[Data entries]

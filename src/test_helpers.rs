use std::num::NonZeroUsize;

use crate::{Catalog, CategoryRef, EngineConfig, Record, ViewState};

pub fn horror() -> CategoryRef {
    CategoryRef::new(1, "Horror")
}
pub fn comedy() -> CategoryRef {
    CategoryRef::new(2, "Comedy")
}

/// Ghost (Horror), Gnome (Comedy), Alien (Horror), with ids 1, 2, 3.
pub fn catalog() -> Catalog {
    Catalog {
        records: vec![
            Record::new(1, "Ghost", horror()).with_stock(5).with_rate(2.0),
            Record::new(2, "Gnome", comedy()).with_stock(0).with_rate(3.0),
            Record::new(3, "Alien", horror()).with_stock(2).with_rate(4.0),
        ],
        categories: vec![horror(), comedy()],
    }
}

pub fn config(page_size: usize) -> EngineConfig {
    EngineConfig::default().with_page_size(NonZeroUsize::new(page_size).unwrap())
}

pub fn state(page_size: usize) -> ViewState {
    let c = catalog();
    ViewState::new(&config(page_size)).with_catalog(c.records, c.categories)
}

pub fn titles(items: &[Record]) -> Vec<&str> {
    items.iter().map(|r| r.title.as_str()).collect()
}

■ Activity
Set down, exactly and only, the lines running from the one holding "pub fn catalog()" through the end of the records above, both ends included.

■ Problem solution
pub fn catalog() -> Catalog {
    Catalog {
        records: vec![
            Record::new(1, "Ghost", horror()).with_stock(5).with_rate(2.0),
            Record::new(2, "Gnome", comedy()).with_stock(0).with_rate(3.0),
            Record::new(3, "Alien", horror()).with_stock(2).with_rate(4.0),
        ],
        categories: vec![horror(), comedy()],
    }
}

pub fn config(page_size: usize) -> EngineConfig {
    EngineConfig::default().with_page_size(NonZeroUsize::new(page_size).unwrap())
}

pub fn state(page_size: usize) -> ViewState {
    let c = catalog();
    ViewState::new(&config(page_size)).with_catalog(c.records, c.categories)
}

pub fn titles(items: &[Record]) -> Vec<&str> {
    items.iter().map(|r| r.title.as_str()).collect()
}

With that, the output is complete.